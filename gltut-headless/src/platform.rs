//! Headless draw target implementation.

use gltut::Matrix;
use gltut_examples::{DrawTarget, Mesh};

/// Draw target logging every matrix it receives instead of rendering.
#[derive(Debug)]
pub struct HeadlessTarget {
  name: String,
  frame: u32,
  draws: usize,
  total_draws: usize,
}

impl HeadlessTarget {
  pub fn new(name: impl Into<String>) -> Self {
    Self {
      name: name.into(),
      frame: 0,
      draws: 0,
      total_draws: 0,
    }
  }

  /// Start a new frame.
  pub fn begin_frame(&mut self, frame: u32, time: f32) {
    self.frame = frame;
    self.draws = 0;
    log::info!("{}: frame {} (t = {:.3}s)", self.name, frame, time);
  }

  /// End the current frame.
  pub fn end_frame(&mut self) {
    self.total_draws += self.draws;
    log::info!(
      "{}: frame {} done, {} draw call(s)",
      self.name,
      self.frame,
      self.draws
    );
  }

  /// Number of draw calls since the target was created.
  pub fn total_draws(&self) -> usize {
    self.total_draws
  }
}

impl DrawTarget for HeadlessTarget {
  fn set_camera_to_clip(&mut self, matrix: [f32; 16]) {
    log::info!("camera-to-clip:\n{}", unflatten(&matrix));
  }

  fn set_world_to_camera(&mut self, matrix: [f32; 16]) {
    log::info!("world-to-camera:\n{}", unflatten(&matrix));
  }

  fn draw(&mut self, mesh: Mesh, model: [f32; 16]) {
    log::info!("draw #{} {:?}:\n{}", self.draws, mesh, unflatten(&model));
    self.draws += 1;
  }
}

// Rebuild a matrix from its row-major flat form.
fn unflatten(flat: &[f32; 16]) -> Matrix {
  let mut rows = [[0.; 4]; 4];

  for (row, chunk) in rows.iter_mut().zip(flat.chunks_exact(4)) {
    row.copy_from_slice(chunk);
  }

  Matrix::from(rows)
}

_Assignment_.
Whatever the entries say, repeat all of them exactly.

_Result_.
filename gltut-headless/src/platform.rs
//! Headless draw target implementation.

use gltut::Matrix;
use gltut_examples::{DrawTarget, Mesh};

/// Draw target logging every matrix it receives instead of rendering.
#[derive(Debug)]
pub struct HeadlessTarget {
  name: String,
  frame: u32,
  draws: usize,
  total_draws: usize,
}

impl HeadlessTarget {
  pub fn new(name: impl Into<String>) -> Self {
    Self {
      name: name.into(),
      frame: 0,
      draws: 0,
      total_draws: 0,
    }
  }

  /// Start a new frame.
  pub fn begin_frame(&mut self, frame: u32, time: f32) {
    self.frame = frame;
    self.draws = 0;
    log::info!("{}: frame {} (t = {:.3}s)", self.name, frame, time);
  }

  /// End the current frame.
  pub fn end_frame(&mut self) {
    self.total_draws += self.draws;
    log::info!(
      "{}: frame {} done, {} draw call(s)",
      self.name,
      self.frame,
      self.draws
    );
  }

  /// Number of draw calls since the target was created.
  pub fn total_draws(&self) -> usize {
    self.total_draws
  }
}

impl DrawTarget for HeadlessTarget {
  fn set_camera_to_clip(&mut self, matrix: [f32; 16]) {
    log::info!("camera-to-clip:\n{}", unflatten(&matrix));
  }

  fn set_world_to_camera(&mut self, matrix: [f32; 16]) {
    log::info!("world-to-camera:\n{}", unflatten(&matrix));
  }

  fn draw(&mut self, mesh: Mesh, model: [f32; 16]) {
    log::info!("draw #{} {:?}:\n{}", self.draws, mesh, unflatten(&model));
    self.draws += 1;
  }
}

// Rebuild a matrix from its row-major flat form.
fn unflatten(flat: &[f32; 16]) -> Matrix {
  let mut rows = [[0.; 4]; 4];

  for (row, chunk) in rows.iter_mut().zip(flat.chunks_exact(4)) {
    row.copy_from_slice(chunk);
  }

  Matrix::from(rows)
}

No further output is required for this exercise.